Les agents du service commun sont rémunérés par la communauté de communes et sont affectés à son siège administratif. Le service commun est géré par le Président de la communauté de communes qui dispose de l’ensemble des prérogatives reconnues à l’autorité investie du pouvoir de nomination (pouvoir disciplinaire, évolution de carrière, avancement d'échelons, entretien professionnel, octroi des congés, des autorisations d'absence exceptionnelle, demande de temps partiel, formation, ...).
L'autorité hiérarchique des agents exerçant dans le service commun est le Directeur Général des Services de la communauté de communes.
Le Président, adresse directement au responsable du service commun toutes instructions nécessaires à l’exécution des tâches municipales et communautaires, sous réserve de respecter la programmation des missions du service, établie conjointement par les élus municipaux et communautaires, et les agents concernés.
En cas de difficulté pour coordonner les missions confiées aux agents du service mutualisé, un arbitrage sera réalisé, suivant la procédure suivante :- le responsable du service commun trouve un compromis entre les besoins de chacune des collectivités ;
- à défaut d’accord, les directeurs généraux des services seront amenés à trouver une solution, en lien, si nécessaire avec le Maire ou Président de la collectivité adhérente ou le Président de la communauté de communes.
ARTICLE 5 : MODALITES DE GOUVERNANCE
Le service commun est garant du respect des règles de l’art en vigueur pour la mise en œuvre des systèmes d’information. Il préconise systématiquement à chaque adhérents des solutions visant à améliorer l’existant en ciblant les plus rationnelles ou celles qui offrent le plus de perspectives en termes de mutualisation.
Chaque adhérents conserve la prérogative du choix de ses matériels et logiciels en s’appuyant sur l’expertise du service commun système d’Information.
Un comité de pilotage se réunit périodiquement et à minima une fois par an pour exercer un suivi de l'application de la présente convention. Le comité de pilotage est composé de l’ensemble des maires des communes et présidents des établissements adhérents au service commun et du Président de la communauté de communes.
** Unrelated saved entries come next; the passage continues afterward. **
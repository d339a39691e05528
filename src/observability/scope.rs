//! Begin/complete logging around a unit of work
//!
//! - `{name}_BEGIN` on creation (INFO)
//! - `{name}_COMPLETE` on `complete()` with `elapsed_ms` (INFO)
//! - `{name}_FAILED` on `fail()` (ERROR)
//! - `{name}_INCOMPLETE` if dropped without either (WARN)

use std::cell::Cell;
use std::time::Instant;

use super::events::Event;
use super::logger::Logger;

pub struct ObservationScope {
    name: &'static str,
    completed: Cell<bool>,
    fields: Vec<(&'static str, String)>,
    timer: Timer,
}

impl ObservationScope {
    pub fn new(event: Event) -> Self {
        Self::with_fields(event, &[])
    }

    /// Fields given here are repeated on the closing line.
    pub fn with_fields(event: Event, fields: &[(&'static str, &str)]) -> Self {
        let name = event.as_str();
        Logger::info(&format!("{}_BEGIN", name), fields);

        Self {
            name,
            completed: Cell::new(false),
            fields: fields.iter().map(|(k, v)| (*k, v.to_string())).collect(),
            timer: Timer::new(),
        }
    }

    pub fn complete(self) {
        self.complete_with_fields(&[]);
    }

    pub fn complete_with_fields(self, extra_fields: &[(&str, &str)]) {
        self.completed.set(true);
        let elapsed = self.timer.elapsed_ms();

        let mut all_fields: Vec<(&str, &str)> =
            self.fields.iter().map(|(k, v)| (*k, v.as_str())).collect();
        all_fields.extend(extra_fields.iter().copied());
        all_fields.push(("elapsed_ms", elapsed.as_str()));

        Logger::info(&format!("{}_COMPLETE", self.name), &all_fields);
    }

    pub fn fail(self, reason: &str) {
        self.completed.set(true);

        let mut all_fields: Vec<(&str, &str)> =
            self.fields.iter().map(|(k, v)| (*k, v.as_str())).collect();
        all_fields.push(("reason", reason));

        Logger::error(&format!("{}_FAILED", self.name), &all_fields);
    }

    pub fn is_completed(&self) -> bool {
        self.completed.get()
    }
}

impl Drop for ObservationScope {
    fn drop(&mut self) {
        if !self.completed.get() {
            Logger::warn(
                &format!("{}_INCOMPLETE", self.name),
                &[("reason", "scope dropped without completion")],
            );
        }
    }
}

/// Wall-clock duration timer
pub struct Timer {
    start: Instant,
}

impl Timer {
    pub fn new() -> Self {
        Self {
            start: Instant::now(),
        }
    }

    /// Elapsed milliseconds as a string
    pub fn elapsed_ms(&self) -> String {
        self.start.elapsed().as_millis().to_string()
    }
}

impl Default for Timer {
    fn default() -> Self {
        Self::new()
    }
}

#[cfg(test)]
mod tests {
    use super::*;

    #[test]
    fn test_scope_complete() {
        let scope = ObservationScope::with_fields(Event::IndexDocument, &[("document_id", "d1")]);
        assert!(!scope.is_completed());
        scope.complete_with_fields(&[("tokens", "7")]);
    }

    #[test]
    fn test_scope_fail() {
        let scope = ObservationScope::new(Event::JournalReplay);
        scope.fail("checksum mismatch");
    }

    #[test]
    fn test_scope_drop_without_complete() {
        let scope = ObservationScope::new(Event::IndexDocument);
        drop(scope);
    }

    #[test]
    fn test_timer() {
        let timer = Timer::new();
        std::thread::sleep(std::time::Duration::from_millis(5));
        let ms: u64 = timer.elapsed_ms().parse().unwrap();
        assert!(ms >= 5);
    }
}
En cas de difficulté pour programmer les travaux confiés aux agents du service commun, un arbitrage sera réalisé par le comité de pilotage. Il rappellera les orientations du Schéma directeur des systèmes d'information mutualisés et trouvera si nécessaire un compromis entre les besoins de chacune des collectivités.
Un comité technique des utilisateurs du service commun est réuni régulièrement. Il contribue à la préparation des réunions du comité de pilotage. Le comité technique est composé de l’ensemble les directeurs généraux des services des communes et établissements adhérents au service commun et de la communauté de communes ainsi que du responsable du service commun.
Le responsable du service commun dressera un état des recours à son service pour chacune des parties, lors des réunions du comité de pilotage. Cet état sera adressé préalablement aux directeurs généraux des services de ces dernières.
ARTICLE 6 : STATUT DES BIENS MEUBLES, MATERIELS ET LOGICIELS
Le service commun système d’information assurera, par l'intermédiaire de prestations internes ou externes, l'entretien et la mise à niveau de l'ensemble des matériels informatiques, des logiciels et des matériels de téléphonie.
Les matériels et logiciels bureautiques existants dans les communes et les établissements resteront leur propriété mais seront gérés et entretenus par le service commun. Il en est de même des installations et postes téléphoniques.
Pour toutes les nouvelles acquisitions qu'il aura à effectuer, le service commun privilégiera l'investissement au titre du Service Commun, avec refacturation aux adhérents.
Les nouveaux matériels acquis pour un usage commun (serveurs, unités de stockage, système de sauvegarde et logiciels installés sur les serveurs) seront la propriété de la Communauté de communes et seront intégrés dans le calcul de la participation financière de chaque commune et établissement.
Chaque adhérent au service demeure propriétaire des biens et matériels liés à son système d’information. Il s’agit essentiellement de l’ordinateur, du téléphone, des logiciels et périphériques étroitement liés au poste de travail ainsi que des serveurs et systèmes téléphoniques locaux.Chaque adhérent demeure détenteur du droit d’usage des logiciels nécessaires à l’exécution de ses compétences propres (à titre d’exemple, le logiciel de gestion de la liste électorale) excepté pour les projets actés par le comité de suivi comme relevant du domaine de la mutualisation.
La communauté de communes est donc propriétaire et détentrice du droit d’usage pour les logiciels relevant de la mutualisation. La communauté de communes met à disposition ces matériels aux adhérents.
La liste des matériels et logiciels concernés, qui relèvent du domaine de la mutualisation ou non, est mis à jour par le service commun et validée chaque année par le comité de pilotage afin de tenir compte notamment des nouveaux projets, des acquisitions, réformes, destructions ou disparitions des matériels.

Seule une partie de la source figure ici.